• _Exercise input_
※ ※ ※
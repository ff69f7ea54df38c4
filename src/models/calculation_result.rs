//! Calculation result models for the aguinaldo engine.
//!
//! This module contains the [`BonusCalculation`] type and the audit structures
//! that explain how a bonus amount was reached.

use chrono::{DateTime, Utc};
use rust_decimal::Decimal;
use serde::{Deserialize, Serialize};
use uuid::Uuid;

use super::Scenario;

/// A single step in the audit trace recording a calculation decision.
///
/// Each step captures the input, output, and reasoning for one formula step.
#[derive(Debug, Clone, PartialEq, Eq, Serialize, Deserialize)]
pub struct AuditStep {
    /// The sequential step number.
    pub step_number: u32,
    /// The unique identifier of the rule that was applied.
    pub rule_id: String,
    /// The human-readable name of the rule.
    pub rule_name: String,
    /// Reference to the legal provision behind this rule.
    pub clause_ref: String,
    /// The input data for this step.
    pub input: serde_json::Value,
    /// The output data from this step.
    pub output: serde_json::Value,
    /// Human-readable explanation of the decision.
    pub reasoning: String,
}

/// A warning generated during calculation.
///
/// Warnings flag inputs that are legal to compute with but likely wrong
/// or non-compliant. They never block a result.
#[derive(Debug, Clone, PartialEq, Eq, Serialize, Deserialize)]
pub struct AuditWarning {
    /// A code identifying the type of warning.
    pub code: String,
    /// A human-readable description of the warning.
    pub message: String,
    /// The severity level (e.g., "low", "medium", "high").
    pub severity: String,
}

/// The complete audit trace for a calculation.
///
/// # Example
///
/// ```
/// use aguinaldo_engine::models::AuditTrace;
///
/// let trace = AuditTrace {
///     steps: vec![],
///     warnings: vec![],
///     duration_us: 12,
/// };
/// assert!(trace.warnings.is_empty());
/// ```
#[derive(Debug, Clone, PartialEq, Eq, Serialize, Deserialize)]
pub struct AuditTrace {
    /// The sequence of calculation steps.
    pub steps: Vec<AuditStep>,
    /// Any warnings generated during calculation.
    pub warnings: Vec<AuditWarning>,
    /// The total calculation duration in microseconds.
    pub duration_us: u64,
}

/// The complete result of one bonus calculation.
///
/// The amount is derived, never stored: a new submission produces a new
/// `BonusCalculation` and the previous one is discarded.
///
/// # Example
///
/// ```
/// use aguinaldo_engine::models::{AuditTrace, BonusCalculation, Scenario};
/// use chrono::Utc;
/// use rust_decimal::Decimal;
/// use uuid::Uuid;
///
/// let result = BonusCalculation {
///     calculation_id: Uuid::new_v4(),
///     timestamp: Utc::now(),
///     engine_version: "0.1.0".to_string(),
///     scenario: Scenario::Tenured,
///     bonus_amount: Decimal::new(450000, 2),
///     formatted_amount: "$4,500.00".to_string(),
///     audit_trace: AuditTrace {
///         steps: vec![],
///         warnings: vec![],
///         duration_us: 0,
///     },
/// };
/// assert_eq!(result.bonus_amount.to_string(), "4500.00");
/// ```
#[derive(Debug, Clone, PartialEq, Eq, Serialize, Deserialize)]
pub struct BonusCalculation {
    /// Unique identifier for this calculation.
    pub calculation_id: Uuid,
    /// When the calculation was performed.
    pub timestamp: DateTime<Utc>,
    /// The version of the engine that performed the calculation.
    pub engine_version: String,
    /// Which formula was applied.
    pub scenario: Scenario,
    /// The bonus owed, rounded to 2 decimal places.
    pub bonus_amount: Decimal,
    /// The bonus owed, formatted for display.
    pub formatted_amount: String,
    /// Complete audit trace of calculation decisions.
    pub audit_trace: AuditTrace,
}
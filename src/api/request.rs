//! Request types for the aguinaldo API.
//!
//! This module defines the JSON request bodies accepted by `/calculate`
//! and `/validate`. Field values are raw input: a JSON string or number,
//! exactly as a form would send it. Nothing is checked here beyond shape;
//! the validator decides what the values mean.

use serde::{Deserialize, Serialize};

use crate::models::{RawBonusInput, RawNewHireInput, RawTenuredInput};

/// A raw field value as sent by a client.
#[derive(Debug, Clone, PartialEq, Serialize, Deserialize)]
#[serde(untagged)]
pub enum RawValue {
    /// Text typed into the field.
    Text(String),
    /// A JSON number.
    Number(serde_json::Number),
}

impl RawValue {
    fn into_text(self) -> String {
        match self {
            RawValue::Text(text) => text,
            RawValue::Number(number) => number.to_string(),
        }
    }
}

impl From<&str> for RawValue {
    fn from(text: &str) -> Self {
        RawValue::Text(text.to_string())
    }
}

impl From<u64> for RawValue {
    fn from(number: u64) -> Self {
        RawValue::Number(number.into())
    }
}

/// Request body for the tenured scenario.
#[derive(Debug, Clone, Default, PartialEq, Serialize, Deserialize)]
pub struct TenuredRequest {
    /// Gross monthly salary.
    #[serde(default)]
    pub monthly_salary: Option<RawValue>,
    /// Days of bonus pay owed.
    #[serde(default)]
    pub bonus_days: Option<RawValue>,
}

/// Request body for the new-hire scenario.
#[derive(Debug, Clone, Default, PartialEq, Serialize, Deserialize)]
pub struct NewHireRequest {
    /// Gross monthly salary.
    #[serde(default)]
    pub monthly_salary: Option<RawValue>,
    /// Employment start date, `YYYY-MM-DD`.
    #[serde(default)]
    pub start_date: Option<RawValue>,
    /// Bonus payment date, `YYYY-MM-DD`.
    #[serde(default)]
    pub end_date: Option<RawValue>,
}

/// Request body for the `/calculate` and `/validate` endpoints.
///
/// The `scenario` tag selects the formula:
///
/// ```json
/// {"scenario": "tenured", "monthly_salary": 9000, "bonus_days": "15"}
/// ```
#[derive(Debug, Clone, PartialEq, Serialize, Deserialize)]
#[serde(tag = "scenario", rename_all = "snake_case")]
pub enum CalculationRequest {
    /// Employee with more than one year at the company.
    Tenured(TenuredRequest),
    /// Employee with less than one year at the company.
    NewHire(NewHireRequest),
}

fn text(value: Option<RawValue>) -> Option<String> {
    value.map(RawValue::into_text)
}

impl From<CalculationRequest> for RawBonusInput {
    fn from(request: CalculationRequest) -> Self {
        match request {
            CalculationRequest::Tenured(req) => RawBonusInput::Tenured(RawTenuredInput {
                monthly_salary: text(req.monthly_salary),
                bonus_days: text(req.bonus_days),
            }),
            CalculationRequest::NewHire(req) => RawBonusInput::NewHire(RawNewHireInput {
                monthly_salary: text(req.monthly_salary),
                start_date: text(req.start_date),
                end_date: text(req.end_date),
            }),
        }
    }
}

#[cfg(test)]
mod tests {
    use super::*;
    use crate::models::{Field, Scenario};

    #[test]
    fn test_numbers_and_strings_become_raw_text() {
        let json = r#"{"scenario": "tenured", "monthly_salary": 9000.5, "bonus_days": "15"}"#;
        let request: CalculationRequest = serde_json::from_str(json).unwrap();
        let raw: RawBonusInput = request.into();

        assert_eq!(raw.scenario(), Scenario::Tenured);
        assert_eq!(raw.value(Field::MonthlySalary), Some("9000.5"));
        assert_eq!(raw.value(Field::BonusDays), Some("15"));
    }

    #[test]
    fn test_null_and_missing_fields_are_empty() {
        let json = r#"{"scenario": "new_hire", "monthly_salary": null, "start_date": "2024-01-01"}"#;
        let request: CalculationRequest = serde_json::from_str(json).unwrap();
        let raw: RawBonusInput = request.into();

        assert_eq!(raw.value(Field::MonthlySalary), None);
        assert_eq!(raw.value(Field::StartDate), Some("2024-01-01"));
        assert_eq!(raw.value(Field::EndDate), None);
    }

    #[test]
    fn test_unknown_scenario_is_rejected() {
        let json = r#"{"scenario": "contractor", "monthly_salary": 9000}"#;
        assert!(serde_json::from_str::<CalculationRequest>(json).is_err());
    }

    #[test]
    fn test_boolean_value_is_rejected() {
        let json = r#"{"scenario": "tenured", "monthly_salary": true}"#;
        assert!(serde_json::from_str::<CalculationRequest>(json).is_err());
    }

    #[test]
    fn test_request_serializes_with_scenario_tag() {
        let request = CalculationRequest::Tenured(TenuredRequest {
            monthly_salary: Some(9000u64.into()),
            bonus_days: Some("15".into()),
        });
        let json = serde_json::to_value(&request).unwrap();

        assert_eq!(json["scenario"], "tenured");
        assert_eq!(json["monthly_salary"], 9000);
        assert_eq!(json["bonus_days"], "15");
    }
}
※ ※ ※
• _Task to carry out_
Wherever the string "calculate" appears in a line of the records, copy that line.

• _Answer for this exercise_
//! This module defines the JSON request bodies accepted by `/calculate`
/// Request body for the `/calculate` and `/validate` endpoints.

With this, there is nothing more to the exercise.